- _Problem_: Give back every record exactly.

- _Data shown_:
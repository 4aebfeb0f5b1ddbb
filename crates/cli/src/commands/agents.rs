use huddle_agent::catalog;
use serde_json::json;

use crate::commands::CommandResult;

pub fn run() -> CommandResult {
    let registry = match catalog::registry() {
        Ok(registry) => registry,
        Err(error) => {
            return CommandResult::failure("agents", "registry_validation", error.to_string(), 4);
        }
    };

    let summaries = registry.summaries();
    let tools = registry.tool_names().collect::<Vec<_>>();
    let message = format!(
        "{} agents, entry agent `{}`",
        summaries.len(),
        registry.entry_agent().name
    );

    CommandResult::success_with(
        "agents",
        message,
        Some(json!({
            "entry_agent": registry.entry_agent().name,
            "agents": summaries,
            "tools": tools,
        })),
    )
}
//! WiFi driver abstraction.
//!
//! This trait is the boundary between the bootstrap state machines and the
//! actual network stack, allowing the same selection and supervision code to
//! run on ESP32 hardware and on the host.

use std::fmt;
use std::net::IpAddr;

use crate::config::StaticAddressConfig;

/// Platform WiFi driver.
///
/// Implementations wrap a real radio (ESP-IDF) or the host OS network. The
/// supervisor owns the driver exclusively; nothing else issues actions
/// against it.
pub trait WifiDriver {
    /// Scan for visible networks, returning their names.
    ///
    /// Produced fresh on every call; results are never cached across scans.
    fn scan(&mut self) -> Result<Vec<String>, DriverError>;

    /// Join an existing network as a station.
    fn join(&mut self, ssid: &str, secret: &str) -> Result<(), DriverError>;

    /// Advertise a new network as an access point.
    fn host(&mut self, ssid: &str, secret: &str) -> Result<(), DriverError>;

    /// Apply static station addressing ahead of a join.
    fn configure_station(&mut self, config: &StaticAddressConfig) -> Result<(), DriverError>;

    /// Apply static access-point addressing ahead of hosting.
    fn configure_access_point(&mut self, config: &StaticAddressConfig) -> Result<(), DriverError>;

    /// Whether the driver currently reports an active association.
    fn is_connected(&self) -> bool;

    /// Local address, if any.
    fn ip_addr(&self) -> Option<IpAddr>;

    /// Tear down any association. Safe to call in any state.
    fn disconnect(&mut self);
}

/// Errors reported by a WiFi driver.
#[derive(Debug, Clone, PartialEq, Eq)]
pub enum DriverError {
    /// Network name rejected by the platform (too long, bad encoding).
    InvalidSsid,
    /// Shared secret rejected by the platform.
    InvalidSecret,
    /// The scan itself failed.
    ScanFailed(String),
    /// The join/host action was rejected.
    ActionFailed(String),
    /// Static address configuration failed.
    AddressConfig(String),
}

impl fmt::Display for DriverError {
    fn fmt(&self, f: &mut fmt::Formatter<'_>) -> fmt::Result {
        match self {
            Self::InvalidSsid => write!(f, "invalid network name"),
            Self::InvalidSecret => write!(f, "invalid shared secret"),
            Self::ScanFailed(msg) => write!(f, "scan failed: {}", msg),
            Self::ActionFailed(msg) => write!(f, "network action failed: {}", msg),
            Self::AddressConfig(msg) => write!(f, "address configuration failed: {}", msg),
        }
    }
}

impl std::error::Error for DriverError {}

- _Answer to this exercise_:
repository 4aebfeb0f5b1ddbb
filename crates/cli/src/commands/agents.rs
use huddle_agent::catalog;
use serde_json::json;

use crate::commands::CommandResult;

pub fn run() -> CommandResult {
    let registry = match catalog::registry() {
        Ok(registry) => registry,
        Err(error) => {
            return CommandResult::failure("agents", "registry_validation", error.to_string(), 4);
        }
    };

    let summaries = registry.summaries();
    let tools = registry.tool_names().collect::<Vec<_>>();
    let message = format!(
        "{} agents, entry agent `{}`",
        summaries.len(),
        registry.entry_agent().name
    );

    CommandResult::success_with(
        "agents",
        message,
        Some(json!({
            "entry_agent": registry.entry_agent().name,
            "agents": summaries,
            "tools": tools,
        })),
    )
}
//! WiFi driver abstraction.
//!
//! This trait is the boundary between the bootstrap state machines and the
//! actual network stack, allowing the same selection and supervision code to
//! run on ESP32 hardware and on the host.

use std::fmt;
use std::net::IpAddr;

use crate::config::StaticAddressConfig;

/// Platform WiFi driver.
///
/// Implementations wrap a real radio (ESP-IDF) or the host OS network. The
/// supervisor owns the driver exclusively; nothing else issues actions
/// against it.
pub trait WifiDriver {
    /// Scan for visible networks, returning their names.
    ///
    /// Produced fresh on every call; results are never cached across scans.
    fn scan(&mut self) -> Result<Vec<String>, DriverError>;

    /// Join an existing network as a station.
    fn join(&mut self, ssid: &str, secret: &str) -> Result<(), DriverError>;

    /// Advertise a new network as an access point.
    fn host(&mut self, ssid: &str, secret: &str) -> Result<(), DriverError>;

    /// Apply static station addressing ahead of a join.
    fn configure_station(&mut self, config: &StaticAddressConfig) -> Result<(), DriverError>;

    /// Apply static access-point addressing ahead of hosting.
    fn configure_access_point(&mut self, config: &StaticAddressConfig) -> Result<(), DriverError>;

    /// Whether the driver currently reports an active association.
    fn is_connected(&self) -> bool;

    /// Local address, if any.
    fn ip_addr(&self) -> Option<IpAddr>;

    /// Tear down any association. Safe to call in any state.
    fn disconnect(&mut self);
}

/// Errors reported by a WiFi driver.
#[derive(Debug, Clone, PartialEq, Eq)]
pub enum DriverError {
    /// Network name rejected by the platform (too long, bad encoding).
    InvalidSsid,
    /// Shared secret rejected by the platform.
    InvalidSecret,
    /// The scan itself failed.
    ScanFailed(String),
    /// The join/host action was rejected.
    ActionFailed(String),
    /// Static address configuration failed.
    AddressConfig(String),
}

impl fmt::Display for DriverError {
    fn fmt(&self, f: &mut fmt::Formatter<'_>) -> fmt::Result {
        match self {
            Self::InvalidSsid => write!(f, "invalid network name"),
            Self::InvalidSecret => write!(f, "invalid shared secret"),
            Self::ScanFailed(msg) => write!(f, "scan failed: {}", msg),
            Self::ActionFailed(msg) => write!(f, "network action failed: {}", msg),
            Self::AddressConfig(msg) => write!(f, "address configuration failed: {}", msg),
        }
    }
}

impl std::error::Error for DriverError {}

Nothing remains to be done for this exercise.